* Exercise requirements
Look through the listing below for the word "separated" and copy every line where it occurs.

* Provided information
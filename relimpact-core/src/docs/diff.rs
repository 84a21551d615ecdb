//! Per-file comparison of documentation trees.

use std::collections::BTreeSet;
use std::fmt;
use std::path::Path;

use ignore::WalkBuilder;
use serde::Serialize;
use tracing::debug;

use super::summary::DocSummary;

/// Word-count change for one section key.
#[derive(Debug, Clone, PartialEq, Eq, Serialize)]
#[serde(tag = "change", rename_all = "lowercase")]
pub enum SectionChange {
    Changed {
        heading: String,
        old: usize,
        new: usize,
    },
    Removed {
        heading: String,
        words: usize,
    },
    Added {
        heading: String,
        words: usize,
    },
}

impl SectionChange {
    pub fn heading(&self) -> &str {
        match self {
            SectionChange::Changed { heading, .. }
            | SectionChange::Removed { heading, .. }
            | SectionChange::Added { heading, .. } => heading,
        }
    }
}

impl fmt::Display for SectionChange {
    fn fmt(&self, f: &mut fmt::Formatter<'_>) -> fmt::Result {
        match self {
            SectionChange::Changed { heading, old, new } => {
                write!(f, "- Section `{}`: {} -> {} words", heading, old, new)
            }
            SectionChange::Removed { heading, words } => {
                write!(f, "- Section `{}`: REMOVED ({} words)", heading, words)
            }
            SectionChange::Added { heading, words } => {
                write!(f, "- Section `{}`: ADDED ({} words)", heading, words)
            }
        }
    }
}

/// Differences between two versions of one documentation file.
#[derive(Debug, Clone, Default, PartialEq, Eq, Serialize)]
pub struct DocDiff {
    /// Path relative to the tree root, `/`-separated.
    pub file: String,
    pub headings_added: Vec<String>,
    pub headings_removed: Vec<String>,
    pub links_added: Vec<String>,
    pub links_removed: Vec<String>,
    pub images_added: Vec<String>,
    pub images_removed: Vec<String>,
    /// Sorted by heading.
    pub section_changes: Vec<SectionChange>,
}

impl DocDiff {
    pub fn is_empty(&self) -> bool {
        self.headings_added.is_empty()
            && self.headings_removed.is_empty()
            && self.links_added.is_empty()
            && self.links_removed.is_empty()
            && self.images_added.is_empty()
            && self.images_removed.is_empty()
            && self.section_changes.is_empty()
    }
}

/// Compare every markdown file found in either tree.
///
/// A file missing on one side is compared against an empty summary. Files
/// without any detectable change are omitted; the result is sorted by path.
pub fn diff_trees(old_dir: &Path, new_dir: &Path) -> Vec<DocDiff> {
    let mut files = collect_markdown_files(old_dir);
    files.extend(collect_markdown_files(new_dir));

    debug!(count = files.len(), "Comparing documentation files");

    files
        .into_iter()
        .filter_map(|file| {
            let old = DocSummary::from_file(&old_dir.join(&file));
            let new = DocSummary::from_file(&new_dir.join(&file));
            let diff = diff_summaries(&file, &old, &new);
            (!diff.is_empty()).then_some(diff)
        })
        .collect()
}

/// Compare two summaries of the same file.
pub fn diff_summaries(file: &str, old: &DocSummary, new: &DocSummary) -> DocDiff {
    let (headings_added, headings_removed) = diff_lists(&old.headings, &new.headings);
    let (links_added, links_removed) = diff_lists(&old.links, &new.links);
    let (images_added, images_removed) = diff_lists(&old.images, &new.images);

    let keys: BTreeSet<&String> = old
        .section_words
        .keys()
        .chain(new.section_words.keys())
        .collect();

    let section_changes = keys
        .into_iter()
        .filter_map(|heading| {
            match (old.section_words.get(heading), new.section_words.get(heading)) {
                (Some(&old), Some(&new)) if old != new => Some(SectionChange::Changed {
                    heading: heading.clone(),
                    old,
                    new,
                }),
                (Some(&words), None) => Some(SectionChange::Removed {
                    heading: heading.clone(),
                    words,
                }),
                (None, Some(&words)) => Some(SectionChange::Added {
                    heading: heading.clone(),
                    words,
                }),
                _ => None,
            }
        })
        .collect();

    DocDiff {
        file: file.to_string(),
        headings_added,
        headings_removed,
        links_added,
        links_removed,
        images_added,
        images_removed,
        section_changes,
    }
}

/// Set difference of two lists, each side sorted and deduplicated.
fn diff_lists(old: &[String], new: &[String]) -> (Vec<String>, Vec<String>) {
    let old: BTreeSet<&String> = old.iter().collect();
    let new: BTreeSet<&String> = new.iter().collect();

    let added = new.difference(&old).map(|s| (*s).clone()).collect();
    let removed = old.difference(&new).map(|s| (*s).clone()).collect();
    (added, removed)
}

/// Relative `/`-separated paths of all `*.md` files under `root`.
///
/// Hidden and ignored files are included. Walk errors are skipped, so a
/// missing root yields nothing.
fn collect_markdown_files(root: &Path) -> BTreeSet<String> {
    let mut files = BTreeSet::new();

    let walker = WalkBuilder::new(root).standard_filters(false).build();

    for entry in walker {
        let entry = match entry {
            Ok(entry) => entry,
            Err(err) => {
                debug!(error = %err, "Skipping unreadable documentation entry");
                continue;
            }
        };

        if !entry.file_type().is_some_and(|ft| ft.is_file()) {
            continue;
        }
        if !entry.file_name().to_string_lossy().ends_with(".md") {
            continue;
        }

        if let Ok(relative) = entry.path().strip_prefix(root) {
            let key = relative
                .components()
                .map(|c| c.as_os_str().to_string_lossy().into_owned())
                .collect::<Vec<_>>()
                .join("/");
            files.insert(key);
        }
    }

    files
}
* * *
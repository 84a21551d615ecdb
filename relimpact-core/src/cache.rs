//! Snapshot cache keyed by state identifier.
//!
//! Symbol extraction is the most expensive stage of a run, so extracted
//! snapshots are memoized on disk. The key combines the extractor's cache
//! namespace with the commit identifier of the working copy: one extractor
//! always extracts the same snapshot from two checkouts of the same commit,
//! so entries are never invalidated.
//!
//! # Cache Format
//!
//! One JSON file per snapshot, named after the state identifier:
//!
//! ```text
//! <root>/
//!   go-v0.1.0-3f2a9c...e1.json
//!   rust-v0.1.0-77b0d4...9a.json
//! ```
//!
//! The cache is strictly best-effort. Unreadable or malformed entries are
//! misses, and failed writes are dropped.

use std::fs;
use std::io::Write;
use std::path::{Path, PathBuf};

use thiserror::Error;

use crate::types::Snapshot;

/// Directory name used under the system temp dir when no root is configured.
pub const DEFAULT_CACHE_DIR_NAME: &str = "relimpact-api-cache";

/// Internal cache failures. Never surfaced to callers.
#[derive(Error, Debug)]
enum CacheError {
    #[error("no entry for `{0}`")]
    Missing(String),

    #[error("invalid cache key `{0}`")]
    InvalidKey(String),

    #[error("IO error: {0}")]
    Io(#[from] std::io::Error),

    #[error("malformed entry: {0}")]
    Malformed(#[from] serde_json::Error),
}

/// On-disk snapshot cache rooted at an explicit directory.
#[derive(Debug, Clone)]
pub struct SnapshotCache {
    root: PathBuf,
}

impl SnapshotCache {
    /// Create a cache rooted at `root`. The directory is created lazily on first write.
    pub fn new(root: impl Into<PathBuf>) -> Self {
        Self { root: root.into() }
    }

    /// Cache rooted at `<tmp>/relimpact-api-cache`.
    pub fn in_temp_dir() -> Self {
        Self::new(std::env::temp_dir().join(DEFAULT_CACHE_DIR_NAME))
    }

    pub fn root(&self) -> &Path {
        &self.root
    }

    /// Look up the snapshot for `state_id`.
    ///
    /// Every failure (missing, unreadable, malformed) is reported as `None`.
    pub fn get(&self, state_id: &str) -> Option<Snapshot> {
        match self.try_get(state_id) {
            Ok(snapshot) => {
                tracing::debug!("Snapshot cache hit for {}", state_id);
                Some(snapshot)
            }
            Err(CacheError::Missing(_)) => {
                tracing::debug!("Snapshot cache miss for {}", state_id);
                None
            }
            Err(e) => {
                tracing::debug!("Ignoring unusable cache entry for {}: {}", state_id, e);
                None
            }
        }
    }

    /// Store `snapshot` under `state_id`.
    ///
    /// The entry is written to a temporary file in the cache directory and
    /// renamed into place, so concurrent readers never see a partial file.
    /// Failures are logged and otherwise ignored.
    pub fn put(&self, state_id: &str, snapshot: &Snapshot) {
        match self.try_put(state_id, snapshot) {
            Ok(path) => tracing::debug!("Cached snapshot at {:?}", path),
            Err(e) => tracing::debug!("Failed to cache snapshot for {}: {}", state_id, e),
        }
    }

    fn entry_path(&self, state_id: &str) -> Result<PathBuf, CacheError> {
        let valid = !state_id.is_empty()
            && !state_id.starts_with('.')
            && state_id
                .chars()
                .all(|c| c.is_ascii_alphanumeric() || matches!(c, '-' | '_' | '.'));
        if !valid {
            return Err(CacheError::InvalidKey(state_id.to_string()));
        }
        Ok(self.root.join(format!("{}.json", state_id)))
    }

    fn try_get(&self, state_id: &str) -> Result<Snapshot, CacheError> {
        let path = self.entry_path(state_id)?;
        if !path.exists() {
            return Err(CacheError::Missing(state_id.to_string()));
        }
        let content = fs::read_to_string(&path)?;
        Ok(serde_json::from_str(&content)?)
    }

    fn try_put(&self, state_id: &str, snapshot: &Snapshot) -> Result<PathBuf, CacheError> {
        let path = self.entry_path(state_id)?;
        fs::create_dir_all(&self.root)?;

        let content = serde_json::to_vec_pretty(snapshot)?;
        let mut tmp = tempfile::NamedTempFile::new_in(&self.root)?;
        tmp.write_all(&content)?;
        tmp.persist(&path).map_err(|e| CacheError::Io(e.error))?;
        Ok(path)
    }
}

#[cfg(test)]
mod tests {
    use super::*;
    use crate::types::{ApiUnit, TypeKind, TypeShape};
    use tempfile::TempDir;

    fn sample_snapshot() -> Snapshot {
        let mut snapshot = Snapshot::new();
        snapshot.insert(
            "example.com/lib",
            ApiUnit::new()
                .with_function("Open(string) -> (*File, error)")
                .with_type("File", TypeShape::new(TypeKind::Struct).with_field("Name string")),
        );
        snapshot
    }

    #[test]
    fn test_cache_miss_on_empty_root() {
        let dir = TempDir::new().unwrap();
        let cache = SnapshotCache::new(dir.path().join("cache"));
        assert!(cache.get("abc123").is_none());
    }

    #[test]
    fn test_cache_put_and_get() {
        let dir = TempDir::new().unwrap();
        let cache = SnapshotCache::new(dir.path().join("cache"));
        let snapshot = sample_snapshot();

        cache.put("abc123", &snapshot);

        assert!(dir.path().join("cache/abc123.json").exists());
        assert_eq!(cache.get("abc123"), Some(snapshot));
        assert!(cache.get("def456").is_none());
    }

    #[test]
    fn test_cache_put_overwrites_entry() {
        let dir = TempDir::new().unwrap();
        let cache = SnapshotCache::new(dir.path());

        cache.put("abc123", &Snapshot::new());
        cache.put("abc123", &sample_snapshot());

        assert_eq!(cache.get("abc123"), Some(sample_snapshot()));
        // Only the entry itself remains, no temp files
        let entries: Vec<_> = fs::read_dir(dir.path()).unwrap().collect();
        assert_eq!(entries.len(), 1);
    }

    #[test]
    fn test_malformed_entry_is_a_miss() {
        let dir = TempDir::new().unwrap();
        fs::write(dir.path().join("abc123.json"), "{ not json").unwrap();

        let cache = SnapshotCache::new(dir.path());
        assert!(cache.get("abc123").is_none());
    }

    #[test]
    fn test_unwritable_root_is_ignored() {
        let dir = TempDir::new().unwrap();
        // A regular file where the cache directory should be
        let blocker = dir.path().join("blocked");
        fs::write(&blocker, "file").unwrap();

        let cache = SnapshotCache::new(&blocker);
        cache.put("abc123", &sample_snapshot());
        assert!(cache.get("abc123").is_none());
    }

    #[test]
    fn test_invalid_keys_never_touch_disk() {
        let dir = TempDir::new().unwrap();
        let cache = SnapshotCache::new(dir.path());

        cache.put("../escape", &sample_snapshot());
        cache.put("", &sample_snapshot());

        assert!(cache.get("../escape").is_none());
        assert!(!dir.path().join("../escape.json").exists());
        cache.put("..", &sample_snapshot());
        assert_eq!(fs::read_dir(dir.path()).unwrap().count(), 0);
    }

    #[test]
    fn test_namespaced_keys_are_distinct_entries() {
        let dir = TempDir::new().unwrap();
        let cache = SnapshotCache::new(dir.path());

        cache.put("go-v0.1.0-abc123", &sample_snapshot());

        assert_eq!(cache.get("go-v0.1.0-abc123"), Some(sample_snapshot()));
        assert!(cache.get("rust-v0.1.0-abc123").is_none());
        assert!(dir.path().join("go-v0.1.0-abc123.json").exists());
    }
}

* Result of the exercise
    /// Path relative to the tree root, `/`-separated.
/// Relative `/`-separated paths of all `*.md` files under `root`.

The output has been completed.